# XDG Base Spec - is this the FreeBSD way? or more linux?



## yvonney (Apr 13, 2010)

UZBL browser and a ton of others use XDG Base Directory Specification which by default I believe put configs etc. in the .config folder.

I run a super minimalistic xmonad mainly cli system and am slowly getting to be able to become a freeBSD'er.

I may have missed more than I realize though it seems that it's GUI apps that use XDG base directory spec.  UZBL does which is what I'd call a minimalist webkit base browser though yeah, it's got a GUI obviously.

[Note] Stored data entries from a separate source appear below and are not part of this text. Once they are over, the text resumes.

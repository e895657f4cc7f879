//! Logging initialization.
//!
//! Structured logging via `tracing` with human-readable and JSON output
//! formats, configurable verbosity, and environment-based override via
//! `SIEMULATE_LOG_LEVEL`.

use std::io::IsTerminal;
use tracing_subscriber::EnvFilter;

use crate::cli::args::ColorChoice;

/// Log output format.
///
/// Controls how log messages are rendered to stderr.
#[derive(Debug, Clone, Copy, PartialEq, Eq, Default)]
pub enum LogFormat {
    /// Human-readable format with optional ANSI colors.
    #[default]
    Human,
    /// Newline-delimited JSON for machine consumption.
    Json,
}

/// Maps a verbosity level to a tracing directive string.
///
/// - 0 → `"warn"`
/// - 1 → `"info"`
/// - 2 → `"debug"`
/// - 3+ → `"trace"` (saturates)
#[must_use]
pub const fn verbosity_to_directive(verbosity: u8) -> &'static str {
    match verbosity {
        0 => "warn",
        1 => "info",
        2 => "debug",
        _ => "trace",
    }
}

/// Initializes the global tracing subscriber.
///
/// If `SIEMULATE_LOG_LEVEL` is set it takes precedence over `verbosity`.
///
/// Uses `try_init()` so calling this more than once (e.g. in tests) is safe.
pub fn init_logging(format: LogFormat, verbosity: u8, color: ColorChoice) {
    let default_directive = verbosity_to_directive(verbosity);

    let filter = EnvFilter::try_from_env("SIEMULATE_LOG_LEVEL")
        .unwrap_or_else(|_| EnvFilter::new(default_directive));

    let show_target = verbosity >= 2;

    let use_ansi = match color {
        ColorChoice::Auto => {
            std::io::stderr().is_terminal() && std::env::var_os("NO_COLOR").is_none()
        }
        ColorChoice::Always => true,
        ColorChoice::Never => false,
    };

    match format {
        LogFormat::Human => {
            let _ = tracing_subscriber::fmt()
                .with_env_filter(filter)
                .with_ansi(use_ansi)
                .with_target(show_target)
                .with_writer(std::io::stderr)
                .try_init();
        }
        LogFormat::Json => {
            let _ = tracing_subscriber::fmt()
                .with_env_filter(filter)
                .json()
                .with_target(show_target)
                .with_writer(std::io::stderr)
                .try_init();
        }
    }
}

#[cfg(test)]
mod tests {
    use super::*;

    #[test]
    fn log_format_default_is_human() {
        assert_eq!(LogFormat::default(), LogFormat::Human);
    }

    #[test]
    fn init_logging_does_not_panic() {
        // try_init tolerates repeated registration; later calls return Err and are ignored
        init_logging(LogFormat::Human, 0, ColorChoice::Auto);
        init_logging(LogFormat::Json, 3, ColorChoice::Never);
    }

    #[test]
    fn verbosity_0_is_warn() {
        assert_eq!(verbosity_to_directive(0), "warn");
    }

    #[test]
    fn verbosity_1_is_info() {
        assert_eq!(verbosity_to_directive(1), "info");
    }

    #[test]
    fn verbosity_2_is_debug() {
        assert_eq!(verbosity_to_directive(2), "debug");
    }

    #[test]
    fn verbosity_saturates_at_trace() {
        assert_eq!(verbosity_to_directive(3), "trace");
        assert_eq!(verbosity_to_directive(255), "trace");
    }
}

So, if FreeBSD big on XDG base spec?  open desktop is mostly about X11 right?
So If I'm running X on FreeBSD I should be MORE than ok to go with setting things to point to XDG directory?

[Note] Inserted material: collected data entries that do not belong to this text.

//! Security knowledge quiz: built-in question bank plus grading.
//!
//! Grading is a pure function over the submission; HTTP handlers own the
//! metrics side. One quirk worth knowing: unknown question ids produce no
//! result row, but still count toward `total_questions`, so padding a
//! submission with junk ids lowers the score.

mod bank;

use indexmap::IndexMap;
use serde::{Deserialize, Serialize};

// ============================================================================
// Types
// ============================================================================

/// One question in the built-in bank, correct answer included.
#[derive(Debug, Clone, Copy)]
pub struct QuizQuestion {
    pub id: &'static str,
    pub category: &'static str,
    pub question: &'static str,
    pub options: &'static [QuizOption],
    pub explanation: &'static str,
}

impl QuizQuestion {
    fn correct_option(&self) -> Option<&'static QuizOption> {
        self.options.iter().find(|o| o.is_correct)
    }
}

/// One answer option.
#[derive(Debug, Clone, Copy)]
pub struct QuizOption {
    pub id: &'static str,
    pub text: &'static str,
    pub is_correct: bool,
}

/// Learner-facing question projection. Never carries `is_correct`.
#[derive(Debug, Clone, Serialize)]
pub struct PublicQuestion {
    pub id: &'static str,
    pub category: &'static str,
    pub question: &'static str,
    pub options: Vec<PublicOption>,
}

/// Learner-facing option projection.
#[derive(Debug, Clone, Serialize)]
pub struct PublicOption {
    pub id: &'static str,
    pub text: &'static str,
}

/// Submitted answers, keyed by question id. Insertion order is preserved
/// so result rows come back in submission order.
#[derive(Debug, Clone, Default, Deserialize)]
pub struct QuizSubmission {
    pub answers: IndexMap<String, String>,
}

/// Graded outcome for one answered question.
#[derive(Debug, Clone, Serialize)]
pub struct AnswerResult {
    pub question_id: String,
    pub question_text: &'static str,
    pub selected_option: String,
    pub correct_option: &'static str,
    pub is_correct: bool,
    pub explanation: &'static str,
    pub category: &'static str,
}

/// Per-category tally.
#[derive(Debug, Clone, Copy, Serialize)]
pub struct CategoryScore {
    pub correct: usize,
    pub total: usize,
    pub percentage: f64,
}

/// Full grade report for one submission.
#[derive(Debug, Clone, Serialize)]
pub struct GradeReport {
    pub total_questions: usize,
    pub correct_answers: usize,
    pub score_percentage: f64,
    pub grade: &'static str,
    pub results: Vec<AnswerResult>,
    pub category_breakdown: IndexMap<&'static str, CategoryScore>,
    pub recommendations: Vec<String>,
}

/// Category listing for discovery.
#[derive(Debug, Clone, Serialize)]
pub struct CategorySummary {
    pub categories: IndexMap<&'static str, usize>,
    pub total_questions: usize,
}

// ============================================================================
// Public API
// ============================================================================

/// All questions with answers stripped.
#[must_use]
pub fn questions() -> Vec<PublicQuestion> {
    bank::QUESTION_BANK
        .iter()
        .map(|q| PublicQuestion {
            id: q.id,
            category: q.category,
            question: q.question,
            options: q
                .options
                .iter()
                .map(|o| PublicOption {
                    id: o.id,
                    text: o.text,
                })
                .collect(),
        })
        .collect()
}

/// Grade a submission against the bank.
#[must_use]
#[allow(clippy::cast_precision_loss)]
pub fn grade(submission: &QuizSubmission) -> GradeReport {
    // Unknown question ids count toward the total but produce no row.
    let total_questions = submission.answers.len();

    let mut results = Vec::new();
    let mut correct_answers = 0usize;
    for (question_id, selected) in &submission.answers {
        let Some(question) = find_question(question_id) else {
            continue;
        };
        let Some(correct) = question.correct_option() else {
            continue;
        };
        let is_correct = selected == correct.id;
        if is_correct {
            correct_answers += 1;
        }
        results.push(AnswerResult {
            question_id: question_id.clone(),
            question_text: question.question,
            selected_option: selected.clone(),
            correct_option: correct.id,
            is_correct,
            explanation: question.explanation,
            category: question.category,
        });
    }

    // Breakdown keys follow bank order, not submission order.
    let mut category_breakdown: IndexMap<&'static str, CategoryScore> = IndexMap::new();
    for question in bank::QUESTION_BANK {
        let Some(selected) = submission.answers.get(question.id) else {
            continue;
        };
        let entry = category_breakdown
            .entry(question.category)
            .or_insert(CategoryScore {
                correct: 0,
                total: 0,
                percentage: 0.0,
            });
        entry.total += 1;
        if question.correct_option().is_some_and(|c| selected == c.id) {
            entry.correct += 1;
        }
    }
    for score in category_breakdown.values_mut() {
        score.percentage = round1(score.correct as f64 / score.total as f64 * 100.0);
    }

    let score_percentage = if total_questions == 0 {
        0.0
    } else {
        round1(correct_answers as f64 / total_questions as f64 * 100.0)
    };
    let grade = letter_grade(score_percentage);
    let recommendations = build_recommendations(score_percentage, &category_breakdown);

    GradeReport {
        total_questions,
        correct_answers,
        score_percentage,
        grade,
        results,
        category_breakdown,
        recommendations,
    }
}

/// Category names with question counts, in bank order.
#[must_use]
pub fn categories() -> CategorySummary {
    let mut categories: IndexMap<&'static str, usize> = IndexMap::new();
    for question in bank::QUESTION_BANK {
        *categories.entry(question.category).or_insert(0) += 1;
    }
    CategorySummary {
        categories,
        total_questions: bank::QUESTION_BANK.len(),
    }
}

// ============================================================================
// Internals
// ============================================================================

fn find_question(id: &str) -> Option<&'static QuizQuestion> {
    bank::QUESTION_BANK.iter().find(|q| q.id == id)
}

fn round1(value: f64) -> f64 {
    (value * 10.0).round() / 10.0
}

fn letter_grade(score_percentage: f64) -> &'static str {
    if score_percentage >= 90.0 {
        "A"
    } else if score_percentage >= 80.0 {
        "B"
    } else if score_percentage >= 70.0 {
        "C"
    } else if score_percentage >= 60.0 {
        "D"
    } else {
        "F"
    }
}

fn build_recommendations(
    score_percentage: f64,
    category_breakdown: &IndexMap<&'static str, CategoryScore>,
) -> Vec<String> {
    let mut recommendations: Vec<String> = if score_percentage >= 90.0 {
        vec![
            "Excellent work! You have a strong grasp of security operations \
             fundamentals."
                .to_owned(),
            "Consider moving on to a live training scenario to apply this \
             knowledge."
                .to_owned(),
        ]
    } else if score_percentage >= 70.0 {
        vec![
            "Good foundation. Review the explanations for the questions you \
             missed."
                .to_owned(),
            "Retake the quiz after studying to confirm the gaps are closed.".to_owned(),
        ]
    } else {
        vec![
            "Significant gaps detected. Work through each explanation \
             carefully before continuing."
                .to_owned(),
            "Revisit the fundamentals of every weak topic before retaking \
             the quiz."
                .to_owned(),
        ]
    };

    for (category, score) in category_breakdown {
        if score.percentage < 70.0 {
            recommendations.push(format!(
                "Review the '{}' topic.",
                category_display_name(category)
            ));
        }
    }
    recommendations
}

fn category_display_name(category: &str) -> &str {
    match category {
        "phishing" => "Phishing Attacks",
        "malware" => "Malware Detection",
        "incident_response" => "Incident Response Procedures",
        "forensics" => "Digital Forensics",
        other => other,
    }
}

// ============================================================================
// Tests
// ============================================================================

thanks!!!! kind of a big one this is. Any info solid facts/ideas really appreciated. Actually anything's great!


----------



## fronclynne (Apr 13, 2010)

FreeBSD seems to pretty much not make a big fuss about what 3rd party apps want to do under /usr/local/[share/], nor I think does the whole $HOME/.config/ conflict with known standards (hier(7) doesn't even mention user home directories (neither /home/ nor /usr/home/)).  xfce4 seems to use $HOME/.config/stuff, as does (of things I actually use) x11-wm/wmfs.  It's annoying at first, but no more so than the $HOME/.app_name/ clutter.


The /etc/xdg/blah/bark/quack looks like a really rotten idea, sort of like all that Gentoo/Debian/SysV/WhateverOS /etc/conf.d/insane/400/deep/file/tree/goes/here bad craziness.  But I'm one of those nutters who thinks that /etc/ should be not to far from flat (/etc/periodic/ has a point.  Not a terribly good one, but at least it has one) and all that XDG /etc/ fluffle should be stuft in /usr/local/etc/, truncated, and then thrown to the wolves.


----------



## yvonney (Apr 13, 2010)

my reaction pretty much as well. Though as I'll be running an ARCH install for the forseeable future along with my FreeBSD studies I'm always looking to avoid anything that's not going to be best practices in BSD if at all possible.

So, more and more I see that in my HOME folder (not /etc) there's stuff going into .config and with my interest in UZBL and seeing many of the gurus redoing their dotfiles more and more to reside in .config (or whatever XDG bas path they use)  wel, I've been going ....hmmmm.... better find out for sure wat's up on the BSD from with XDG_BASE  etc.

So, um... maybe there is something in /etc or if I read your interesting write again i'd sus that it's more or different from simply mentioning /etc as something to do with XDG...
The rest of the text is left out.